In this review, I have brought together and compared the available data on the interaction between tRNA(Tyr) and tyrosyl-tRNA synthetases (TyrTS) of prokaryotic origins. The amino acid sequences of the heterologous TyrTS that can charge Escherichia coli tRNA(Tyr), show that the residues involved in the binding and recognition of tyrosine are strictly conserved whereas those involved in the interaction with tRNA(Tyr) are only weakly similar. The results of in vivo genetic complementation experiments indicate that the identity elements of tRNAs and the recognition mechanisms of such elements by the synthetases have been conserved during evolution. Heterologous or mutant tRNA(Tyr) are quantitatively charged by E coli TyrTS; the set of their common residues contains less than 10 elements if one excludes the invariant and semi-invariant residues of tRNAs. The residues of this set are candidates for a specific recognition by TyrTS. So far, adenosine-73 is the only residue for which a specific recognition of the base has been demonstrated. The residues that might serve as identity elements for E coli tRNA(Tyr) [McClain WH, Nicholas Jr HB (1987) J Mol Biol 194, 635-642] do not belong to the above set of conserved residues and therefore probably play negative roles, enabling tRNA(Tyr) to avoid non-cognate synthetases. Comparison of the charging and stability properties of mutant tRNA(Tyr) su +3 shows that bases 1 and 72 must pair (either by Watson-Crick or non-canonical hydrogen bonds) and adopt a geometry which is compatible with the helical structure of the acceptor stem in order for the mutant tRNA(Tyr) to be charged with tyrosine. If bases 1 and 72 or bases 2 and 71 cannot form such pairings, the suppressor phenotype of the mutant tRNA(Tyr)su +3 becomes thermosensitive. The weakening of base pair 1/72 by mutation or the change of adenosine-73 into guanosine results in the charging of tRNA(Tyr)su +3 with glutamine. Comparison of the structural model of the TyrTS/tRNA(Tyr) complex with the crystallographic structure of the GlnTS/tRNA(Gln) complex indicates that the mechanisms for the recognition of the acceptor arm are different in the 2 cases. Chemical attack and molecular modeling experiments have indicated that the acceptor end of tRNA(Tyr) ... CCCA3'-OH, remains mobile after the initial binding of tRNA(Tyr) to TyrTS.

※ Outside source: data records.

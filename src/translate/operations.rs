//! Operation descriptors
//!
//! Each provider capability is a unit type implementing [`Operation`]: it
//! names the upstream route and query, the payload, the envelope it expects
//! back and how that envelope is projected onto the public response.

use std::collections::BTreeMap;

use reqwest::Method;
use serde::{de::DeserializeOwned, Deserialize, Serialize};
use serde_json::{json, Value};
use tracing::info;

use super::catalog::LanguageCatalog;
use super::requests::*;
use crate::error::{ApiError, ApiResult, UpstreamError};

pub trait Operation: Send + Sync + 'static {
    /// Name used in logs
    const NAME: &'static str;
    const METHOD: Method;
    /// Path appended to the provider endpoint
    const ROUTE: &'static str;

    type Request: Send + Sync + 'static;
    type Envelope: DeserializeOwned;
    type Response: Serialize + Send + 'static;

    /// Query parameters in addition to `api-version`
    fn query(_request: &Self::Request) -> Vec<(&'static str, String)> {
        Vec::new()
    }

    fn payload(request: &Self::Request) -> Option<Value>;

    fn project(request: &Self::Request, envelope: Self::Envelope) -> ApiResult<Self::Response>;
}

fn text_payload(text: &str) -> Option<Value> {
    Some(json!([{ "text": text }]))
}

/// Per-text envelopes are arrays; the service only ever sends one text
fn first<T>(envelope: Vec<T>) -> Result<T, UpstreamError> {
    envelope
        .into_iter()
        .next()
        .ok_or_else(|| UpstreamError::Shape("empty result array".to_string()))
}

pub struct Translate;

#[derive(Debug, Deserialize)]
pub struct TranslationResult {
    translations: Vec<TranslatedText>,
}

#[derive(Debug, Deserialize)]
struct TranslatedText {
    text: String,
}

impl Operation for Translate {
    const NAME: &'static str = "translate";
    const METHOD: Method = Method::POST;
    const ROUTE: &'static str = "/translate";

    type Request = TranslationRequest;
    type Envelope = Vec<TranslationResult>;
    type Response = TranslateResponse;

    fn query(request: &TranslationRequest) -> Vec<(&'static str, String)> {
        vec![
            ("from", request.source_language().to_string()),
            ("to", request.target_language.clone()),
        ]
    }

    fn payload(request: &TranslationRequest) -> Option<Value> {
        text_payload(&request.text)
    }

    fn project(_: &TranslationRequest, envelope: Self::Envelope) -> ApiResult<TranslateResponse> {
        let translation = first(first(envelope)?.translations)?;
        Ok(TranslateResponse {
            translated_text: translation.text,
        })
    }
}

pub struct Detect;

#[derive(Debug, Deserialize)]
pub struct DetectionResult {
    language: String,
}

impl Operation for Detect {
    const NAME: &'static str = "detect";
    const METHOD: Method = Method::POST;
    const ROUTE: &'static str = "/detect";

    type Request = DetectionRequest;
    type Envelope = Vec<DetectionResult>;
    type Response = DetectResponse;

    fn payload(request: &DetectionRequest) -> Option<Value> {
        text_payload(&request.text)
    }

    fn project(_: &DetectionRequest, envelope: Self::Envelope) -> ApiResult<DetectResponse> {
        Ok(DetectResponse {
            detected_language: first(envelope)?.language,
        })
    }
}

pub struct ListLanguages;

impl Operation for ListLanguages {
    const NAME: &'static str = "listLanguages";
    const METHOD: Method = Method::GET;
    const ROUTE: &'static str = "/languages";

    type Request = ();
    type Envelope = LanguageCatalog;
    type Response = BTreeMap<String, String>;

    fn payload(_: &()) -> Option<Value> {
        None
    }

    fn project(_: &(), catalog: LanguageCatalog) -> ApiResult<BTreeMap<String, String>> {
        Ok(catalog.names())
    }
}

/// Code → display name; an unknown code yields `null`, not a 404
pub struct LanguageName;

impl Operation for LanguageName {
    const NAME: &'static str = "languageName";
    const METHOD: Method = ListLanguages::METHOD;
    const ROUTE: &'static str = ListLanguages::ROUTE;

    type Request = LanguageNameQuery;
    type Envelope = LanguageCatalog;
    type Response = LanguageNameResponse;

    fn payload(_: &LanguageNameQuery) -> Option<Value> {
        None
    }

    fn project(query: &LanguageNameQuery, catalog: LanguageCatalog) -> ApiResult<LanguageNameResponse> {
        let language_name = catalog.name_of(&query.code).map(str::to_string);
        if language_name.is_none() {
            info!("Language code {:?} is not in the catalog", query.code);
        }
        Ok(LanguageNameResponse { language_name })
    }
}

/// Display or native name → code
pub struct LanguageCode;

impl Operation for LanguageCode {
    const NAME: &'static str = "languageCode";
    const METHOD: Method = ListLanguages::METHOD;
    const ROUTE: &'static str = ListLanguages::ROUTE;

    type Request = LanguageCodeQuery;
    type Envelope = LanguageCatalog;
    type Response = LanguageCodeResponse;

    fn payload(_: &LanguageCodeQuery) -> Option<Value> {
        None
    }

    fn project(query: &LanguageCodeQuery, catalog: LanguageCatalog) -> ApiResult<LanguageCodeResponse> {
        catalog
            .code_for(&query.name)
            .map(|code| LanguageCodeResponse {
                language_code: code.to_string(),
            })
            .ok_or_else(|| ApiError::NotFound("Language not found".to_string()))
    }
}

pub struct Transliterate;

#[derive(Debug, Deserialize)]
pub struct TransliterationResult {
    text: String,
}

impl Operation for Transliterate {
    const NAME: &'static str = "transliterate";
    const METHOD: Method = Method::POST;
    const ROUTE: &'static str = "/transliterate";

    type Request = TransliterationRequest;
    type Envelope = Vec<TransliterationResult>;
    type Response = TransliterateResponse;

    fn query(request: &TransliterationRequest) -> Vec<(&'static str, String)> {
        vec![
            ("language", request.language.clone()),
            ("fromScript", request.from_script.clone()),
            ("toScript", request.to_script.clone()),
        ]
    }

    fn payload(request: &TransliterationRequest) -> Option<Value> {
        text_payload(&request.text)
    }

    fn project(_: &TransliterationRequest, envelope: Self::Envelope) -> ApiResult<TransliterateResponse> {
        Ok(TransliterateResponse {
            transliterated_text: first(envelope)?.text,
        })
    }
}

pub struct BreakSentence;

#[derive(Debug, Deserialize)]
pub struct SentenceBreakResult {
    #[serde(rename = "sentLen")]
    sent_len: Vec<u64>,
}

impl Operation for BreakSentence {
    const NAME: &'static str = "breakSentence";
    const METHOD: Method = Method::POST;
    const ROUTE: &'static str = "/breaksentence";

    type Request = SentenceBreakRequest;
    type Envelope = Vec<SentenceBreakResult>;
    type Response = BreakSentenceResponse;

    fn payload(request: &SentenceBreakRequest) -> Option<Value> {
        text_payload(&request.text)
    }

    fn project(_: &SentenceBreakRequest, envelope: Self::Envelope) -> ApiResult<BreakSentenceResponse> {
        Ok(BreakSentenceResponse {
            sentences: first(envelope)?.sent_len,
        })
    }
}

pub struct DictionaryLookup;

#[derive(Debug, Deserialize)]
pub struct DictionaryLookupResult {
    translations: Vec<Value>,
}

impl Operation for DictionaryLookup {
    const NAME: &'static str = "dictionaryLookup";
    const METHOD: Method = Method::POST;
    const ROUTE: &'static str = "/dictionary/lookup";

    type Request = DictionaryLookupRequest;
    type Envelope = Vec<DictionaryLookupResult>;
    type Response = DictionaryLookupResponse;

    fn query(request: &DictionaryLookupRequest) -> Vec<(&'static str, String)> {
        vec![
            ("from", request.language.clone()),
            ("to", request.to_language().to_string()),
        ]
    }

    fn payload(request: &DictionaryLookupRequest) -> Option<Value> {
        text_payload(&request.text)
    }

    fn project(_: &DictionaryLookupRequest, envelope: Self::Envelope) -> ApiResult<DictionaryLookupResponse> {
        Ok(DictionaryLookupResponse {
            entries: first(envelope)?.translations,
        })
    }
}
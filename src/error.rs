use axum::{
    http::StatusCode,
    response::{IntoResponse, Response},
    Json,
};
use serde::Serialize;
use serde_json::json;
use thiserror::Error;
use tracing::{debug, error, info};

/// A single field-level violation, reported in the `errors` array
#[derive(Debug, Clone, PartialEq, Eq, Serialize)]
pub struct FieldError {
    pub msg: String,
    pub param: String,
    pub location: String,
}

impl FieldError {
    pub fn new(param: impl Into<String>, msg: impl Into<String>) -> Self {
        Self {
            msg: msg.into(),
            param: param.into(),
            location: "body".to_string(),
        }
    }
}

/// Failure of the outbound call to the translation provider
#[derive(Debug, Error)]
pub enum UpstreamError {
    /// No response was received
    #[error("Failed to reach the translation service")]
    Transport(#[source] reqwest::Error),

    /// The provider answered with a non-2xx status
    #[error("{message}")]
    Provider { status: u16, message: String },

    /// The provider answered 2xx but the body was not JSON
    #[error("Translation service returned an unreadable response")]
    Decode(#[source] reqwest::Error),

    /// The body was JSON but not the envelope the operation expects
    #[error("Unexpected response from translation service: {0}")]
    Shape(String),
}

#[derive(Debug, Error)]
pub enum ApiError {
    #[error("validation failed for {} field(s)", .0.len())]
    Validation(Vec<FieldError>),

    #[error("{0}")]
    BadRequest(String),

    #[error("{0}")]
    NotFound(String),

    /// An extractor refused the request before validation; keeps its status
    #[error("{1}")]
    Rejected(StatusCode, String),

    #[error(transparent)]
    Upstream(#[from] UpstreamError),
}

impl ApiError {
    pub fn status(&self) -> StatusCode {
        match self {
            ApiError::Validation(_) | ApiError::BadRequest(_) => StatusCode::BAD_REQUEST,
            ApiError::NotFound(_) => StatusCode::NOT_FOUND,
            ApiError::Rejected(status, _) => *status,
            ApiError::Upstream(_) => StatusCode::INTERNAL_SERVER_ERROR,
        }
    }
}

impl IntoResponse for ApiError {
    fn into_response(self) -> Response {
        let status = self.status();
        let body = match self {
            ApiError::Validation(errors) => {
                debug!("Rejected request with {} field error(s): {:?}", errors.len(), errors);
                json!({ "errors": errors })
            }
            ApiError::BadRequest(message) => {
                debug!("Bad request: {}", message);
                json!({ "error": message })
            }
            ApiError::NotFound(message) => {
                info!("Not found: {}", message);
                json!({ "error": message })
            }
            ApiError::Rejected(status, message) => {
                debug!("Rejected request ({}): {}", status, message);
                json!({ "error": message })
            }
            ApiError::Upstream(err) => {
                match &err {
                    UpstreamError::Provider { status, message } => {
                        error!("Translation provider returned {}: {}", status, message)
                    }
                    UpstreamError::Transport(source) | UpstreamError::Decode(source) => {
                        error!("{}: {}", err, source)
                    }
                    UpstreamError::Shape(_) => error!("{}", err),
                }
                json!({ "error": err.to_string() })
            }
        };

        (status, Json(body)).into_response()
    }
}

pub type ApiResult<T> = std::result::Result<T, ApiError>;
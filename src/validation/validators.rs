//! Field validators for request bodies
//!
//! Each validator inspects one raw JSON field and either borrows the string
//! out of it or returns the message to report for that field.

use lazy_static::lazy_static;
use regex::Regex;
use serde_json::Value;

lazy_static! {
    /// Language codes: 2 to 5 ASCII letters
    static ref LANGUAGE_CODE_REGEX: Regex = Regex::new(r"^[A-Za-z]{2,5}$").unwrap();
}

/// A required free-text field: present, a string, not blank
pub fn validate_text<'a>(value: Option<&'a Value>, field: &str) -> Result<&'a str, String> {
    match value {
        None | Some(Value::Null) => Err(format!("{} is required", field)),
        Some(Value::String(s)) if s.trim().is_empty() => Err(format!("{} is required", field)),
        Some(Value::String(s)) => Ok(s),
        Some(_) => Err(format!("{} must be a string", field)),
    }
}

/// A required language code
pub fn validate_language_code<'a>(value: Option<&'a Value>, field: &str) -> Result<&'a str, String> {
    match value {
        None | Some(Value::Null) => Err(format!("{} is required", field)),
        Some(Value::String(s)) if is_language_code(s) => Ok(s),
        Some(Value::String(_)) => Err(format!(
            "{} must be a language code of 2 to 5 letters",
            field
        )),
        Some(_) => Err(format!("{} must be a string", field)),
    }
}

/// An optional language code: absence (or null) is accepted
pub fn validate_language_code_optional<'a>(
    value: Option<&'a Value>,
    field: &str,
) -> Result<Option<&'a str>, String> {
    match value {
        None | Some(Value::Null) => Ok(None),
        other => validate_language_code(other, field).map(Some),
    }
}

pub fn is_language_code(value: &str) -> bool {
    LANGUAGE_CODE_REGEX.is_match(value)
}

#[cfg(test)]
mod tests {
    use super::*;
    use serde_json::json;

    #[test]
    fn test_text() {
        assert_eq!(validate_text(Some(&json!("Hello")), "text"), Ok("Hello"));
        assert_eq!(
            validate_text(None, "text"),
            Err("text is required".to_string())
        );
        assert_eq!(
            validate_text(Some(&json!("   ")), "text"),
            Err("text is required".to_string())
        );
        assert_eq!(
            validate_text(Some(&json!(42)), "text"),
            Err("text must be a string".to_string())
        );
    }

    #[test]
    fn test_language_code_bounds() {
        assert!(is_language_code("en"));
        assert!(is_language_code("zhHan"));
        assert!(!is_language_code("e"));
        assert!(!is_language_code("abcdef"));
        assert!(!is_language_code("zh-Hans"));
        assert!(!is_language_code(" fr"));
        assert!(!is_language_code("f1"));
    }

    #[test]
    fn test_language_code_messages() {
        assert_eq!(
            validate_language_code(None, "language"),
            Err("language is required".to_string())
        );
        assert_eq!(
            validate_language_code(Some(&json!(["fr"])), "language"),
            Err("language must be a string".to_string())
        );
        assert!(validate_language_code(Some(&json!("french!")), "language")
            .unwrap_err()
            .contains("2 to 5 letters"));
    }

    #[test]
    fn test_optional_language_code() {
        assert_eq!(validate_language_code_optional(None, "sourceLanguage"), Ok(None));
        assert_eq!(
            validate_language_code_optional(Some(&Value::Null), "sourceLanguage"),
            Ok(None)
        );
        assert_eq!(
            validate_language_code_optional(Some(&json!("de")), "sourceLanguage"),
            Ok(Some("de"))
        );
        assert!(validate_language_code_optional(Some(&json!("d")), "sourceLanguage").is_err());
    }
}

在本综述中,我汇集并比较了有关原核生物来源的tRNA(Tyr)与酪氨酰 - tRNA合成酶(TyrTS)之间相互作用的现有数据。能够使大肠杆菌tRNA(Tyr)氨酰化的异源TyrTS的氨基酸序列表明,参与酪氨酸结合和识别的残基严格保守,而参与与tRNA(Tyr)相互作用的残基仅具有微弱的相似性。体内遗传互补实验结果表明,tRNA的识别元件以及合成酶对这些元件的识别机制在进化过程中得以保留。异源或突变的tRNA(Tyr)可被大肠杆菌TyrTS定量氨酰化;如果排除tRNA的不变和半不变残基,它们的共同残基集合包含少于10个元件。该集合中的残基是TyrTS特异性识别的候选者。到目前为止,腺苷 - 73是唯一已被证明对碱基有特异性识别的残基。可能作为大肠杆菌tRNA(Tyr)识别元件的残基[McClain WH,Nicholas Jr HB(1987)J Mol Biol 194,635 - 642]不属于上述保守残基集合,因此可能起负面作用,使tRNA(Tyr)避免与非同源合成酶结合。对突变型tRNA(Tyr)su +3的氨酰化和稳定性特性的比较表明,碱基1和72必须配对(通过沃森 - 克里克或非经典氢键)并采用与受体茎螺旋结构兼容的几何形状,以便突变型tRNA(Tyr)能够被酪氨酰化。如果碱基1和72或碱基2和71不能形成这种配对,突变型tRNA(Tyr)su +3的抑制子表型就会变为温度敏感型。通过突变削弱碱基对1/72或将腺苷 - 73变为鸟苷会导致tRNA(Tyr)su +3被谷氨酰胺氨酰化。TyrTS/tRNA(Tyr)复合物的结构模型与GlnTS/tRNA(Gln)复合物的晶体结构的比较表明,在这两种情况下,受体臂的识别机制不同。化学攻击和分子模拟实验表明,tRNA(Tyr)... CCCA3'-OH的受体末端在tRNA(Tyr)与TyrTS初始结合后仍保持可移动性。